Najlepiej napisać, że ktoś jest głupi, bo jest przeciwny temu co się dzisiaj działo. :) Powtarzam, dzisiaj wolałbym się złapać z każdym za rękę, bez względu na to czy jest homoseksualistą, lewakiem, prawakiem. Cieszyć się razem z nimi z okazji Dnia Niepodległości. Obejrzeć razem pokaz sztucznych ogni. Świętować i balować z godnością. Ale w tym kraju to niemożliwe. Właśnie przez takie marsze i takich ludzi jak ty. Lepiej uczestniczyć w jakimś chorym wytworze, nieść jakiś szkalujący transparent i krzyczeć o wiszących na drzewach komunistach. Mało tego, lepiej wyrywać drzewka i napierdalać się z policją. :) Typowe myślenie narodowca pojeba.

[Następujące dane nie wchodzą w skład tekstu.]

//! Deferred scope population.
//!
//! A [`ScopeBuilder`] is a shared handle to a child list that is still open.
//! Handles can be stored and appended to after the call that opened them has
//! returned. Nested scopes and named zones stay in their parent as pending
//! entries and are spliced in place when the parent is finalized.

use std::cell::RefCell;
use std::collections::HashMap;
use std::ops::Deref;
use std::rc::Rc;

use super::TreeError;
use super::node::{Node, NodeKind};
use super::registry::TypeRegistry;
use crate::invariants::{assert_scope_open, ensure_block_body};

enum Entry {
    Node(Node),
    Pending(Rc<RefCell<ScopeState>>),
}

struct ScopeState {
    /// Block node receiving the children; `None` for the root and for zones.
    template: Option<Node>,
    /// Kind whose body slot the children are checked against.
    slot_owner: Option<NodeKind>,
    items: Vec<Entry>,
    zones: HashMap<String, Rc<RefCell<ScopeState>>>,
    finalized: bool,
}

impl ScopeState {
    fn new(template: Option<Node>, slot_owner: Option<NodeKind>) -> Rc<RefCell<Self>> {
        Rc::new(RefCell::new(Self {
            template,
            slot_owner,
            items: Vec::new(),
            zones: HashMap::new(),
            finalized: false,
        }))
    }
}

/// Handle to an open child list.
#[derive(Clone)]
pub struct ScopeBuilder<'r> {
    registry: &'r TypeRegistry,
    state: Rc<RefCell<ScopeState>>,
}

impl<'r> ScopeBuilder<'r> {
    fn root(registry: &'r TypeRegistry) -> Self {
        Self {
            registry,
            state: ScopeState::new(None, None),
        }
    }

    fn child(&self, state: Rc<RefCell<ScopeState>>) -> Self {
        Self {
            registry: self.registry,
            state,
        }
    }

    fn check(&self, node: &Node) -> Result<(), TreeError> {
        let owner = self.state.borrow().slot_owner;
        let (kind, field, set) = self.registry.scope_slot(owner);
        self.registry.check(kind, field, set, node)?;
        self.registry.validate(node)
    }

    /// Append a finished node.
    pub fn append(&self, node: Node) -> Result<(), TreeError> {
        self.check(&node)?;
        let mut state = self.state.borrow_mut();
        assert_scope_open(state.finalized);
        state.items.push(Entry::Node(node));
        Ok(())
    }

    /// Prepend a node, ahead of everything appended so far.
    pub fn insert_first(&self, node: Node) -> Result<(), TreeError> {
        self.check(&node)?;
        let mut state = self.state.borrow_mut();
        assert_scope_open(state.finalized);
        state.items.insert(0, Entry::Node(node));
        Ok(())
    }

    /// Open a block node here and return the handle for its body.
    ///
    /// The node's own body must be empty; everything else about it is
    /// validated now.
    pub fn open(&self, mut node: Node) -> Result<ScopeBuilder<'r>, TreeError> {
        let kind = node.kind();
        let body = ensure_block_body(node.body_mut(), kind);
        body.clear();
        self.check(&node)?;

        let child = ScopeState::new(Some(node), Some(kind));
        let mut state = self.state.borrow_mut();
        assert_scope_open(state.finalized);
        state.items.push(Entry::Pending(Rc::clone(&child)));
        Ok(self.child(child))
    }

    /// A named placeholder at the current position. Asking for the same name
    /// again returns the same zone.
    pub fn zone(&self, name: &str) -> ScopeBuilder<'r> {
        let mut state = self.state.borrow_mut();
        if let Some(zone) = state.zones.get(name) {
            return self.child(Rc::clone(zone));
        }
        assert_scope_open(state.finalized);
        let zone = ScopeState::new(None, state.slot_owner);
        state.items.push(Entry::Pending(Rc::clone(&zone)));
        state.zones.insert(name.to_string(), Rc::clone(&zone));
        self.child(zone)
    }

    /// Open `node`, populate it with `f`, and finalize it on every exit path.
    pub fn scoped<T, E>(
        &self,
        node: Node,
        f: impl FnOnce(&ScopeBuilder<'r>) -> Result<T, E>,
    ) -> Result<T, E>
    where
        E: From<TreeError>,
    {
        let scope = self.open(node)?;
        let result = f(&scope);
        let finalized = scope.finalize();
        let value = result?;
        finalized?;
        Ok(value)
    }

    pub fn is_finalized(&self) -> bool {
        self.state.borrow().finalized
    }

    /// Freeze this scope and everything pending below it.
    ///
    /// Returns what the scope contributes to its parent: the block node for a
    /// scope made by [`ScopeBuilder::open`], the children for a zone or root.
    pub fn finalize(&self) -> Result<Vec<Node>, TreeError> {
        if self.state.borrow().finalized {
            return Err(TreeError::AlreadyFinalized);
        }
        Ok(materialize(&self.state))
    }
}

fn materialize(state: &Rc<RefCell<ScopeState>>) -> Vec<Node> {
    let mut state = state.borrow_mut();
    state.finalized = true;

    let mut children = Vec::with_capacity(state.items.len());
    for entry in &state.items {
        match entry {
            Entry::Node(node) => children.push(node.clone()),
            Entry::Pending(pending) => children.extend(materialize(pending)),
        }
    }

    match &state.template {
        Some(template) => {
            let mut node = template.clone();
            let kind = node.kind();
            *ensure_block_body(node.body_mut(), kind) = children;
            vec![node]
        }
        None => children,
    }
}

/// Root of a code tree: the top-level scope.
pub struct Ast<'r> {
    root: ScopeBuilder<'r>,
}

impl<'r> Ast<'r> {
    pub fn new(registry: &'r TypeRegistry) -> Self {
        Self {
            root: ScopeBuilder::root(registry),
        }
    }

    /// Finalize the root and return the top-level nodes.
    pub fn finish(self) -> Result<Vec<Node>, TreeError> {
        self.root.finalize()
    }
}

impl<'r> Deref for Ast<'r> {
    type Target = ScopeBuilder<'r>;

    fn deref(&self) -> &Self::Target {
        &self.root
    }
}
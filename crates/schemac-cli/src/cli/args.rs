//! Shared argument builders for CLI commands.
//!
//! Each function returns a `clap::Arg` so commands compose the same
//! definitions.

use std::path::PathBuf;

use clap::{Arg, ArgAction, value_parser};

/// Schema document (positional).
pub fn schema_path_arg() -> Arg {
    Arg::new("schema_path")
        .value_name("SCHEMA")
        .value_parser(value_parser!(PathBuf))
        .required(true)
        .help("JSON schema document")
}

/// Symbol prefix (-n/--name).
pub fn name_arg() -> Arg {
    Arg::new("name")
        .short('n')
        .long("name")
        .value_name("NAME")
        .default_value("config")
        .help("Prefix of every generated C symbol")
}

/// Header base name (-t/--target).
pub fn target_arg() -> Arg {
    Arg::new("target")
        .short('t')
        .long("target")
        .value_name("TARGET")
        .help("Base name of the companion header (defaults to NAME)")
}

/// Source output (-o/--output).
pub fn output_file_arg() -> Arg {
    Arg::new("output")
        .short('o')
        .long("output")
        .value_name("FILE")
        .value_parser(value_parser!(PathBuf))
        .help("Write the C source to FILE instead of stdout")
}

/// Header output (--header).
pub fn header_file_arg() -> Arg {
    Arg::new("header")
        .long("header")
        .value_name("FILE")
        .value_parser(value_parser!(PathBuf))
        .help("Write the companion header to FILE")
}

/// Verbosity level (-v, -vv).
pub fn verbose_arg() -> Arg {
    Arg::new("verbose")
        .short('v')
        .long("verbose")
        .action(ArgAction::Count)
        .help("Verbosity level (-v for debug, -vv for trace)")
}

Nie pisz, że przez takich ludzi jak ja, bo mnie tam nie było, a swoje stanowisko na temat burd wyraziłem. Pragnę zaznaczyć jednak, że Marsz Niepodległości to nie jest świętowanie, a zwyczajny protest. PRO-TEST. I Ty dobrze o tym wiesz (a jak nie potrafisz zrozumieć, to współczuję), i prawa strona o tym dobrze wie, a jednak przekrzykujecie się kilkanaście stron. Po prostu skończcie pieprzyć, bo smutno się czyta o gejach, lewakach, prawakach. Był Marsz, nie ma Marszu, osobiście mam rozrywkę, kiedy oglądam te dymy, a z drugiej strony serce rośnie, kiedy widzę ilu Polakom chce się wyjść z domu, a nawet przyjechać do stolicy i piszę teraz o zwykłych ludziach, nie chuliganach.
A tak w ogóle to śmieszna sprawa, bo Polska odzyskała niepodległość 7 października.
No to po co ten protest w Dzień Niepodległości? To ma być sposób świętowania? Zabronić tego raz na zawsze i będzie spokój.
W ogóle jak to brzmi. Protest w Dzień Niepodległości... Te transparenty były obrzydliwe.
@down
Dlatego wstyd mi za tych wszystkich ludzi, którzy wzięli w tym udział. 11 listopada chcę widzieć Polskę świętującą, a nie protestującą.
Smieszne jest to ze postrzegacie cala grupe przez pryzmat jednostki.
http://www.youtube.com/watch?v=wwkpypYa10Q
A przede wszystkim od 1:47. Banda pojebów, niedorozwojów, upośledzonych szympansów. No nie ma siły, by nazwać ich pobłażliwiej.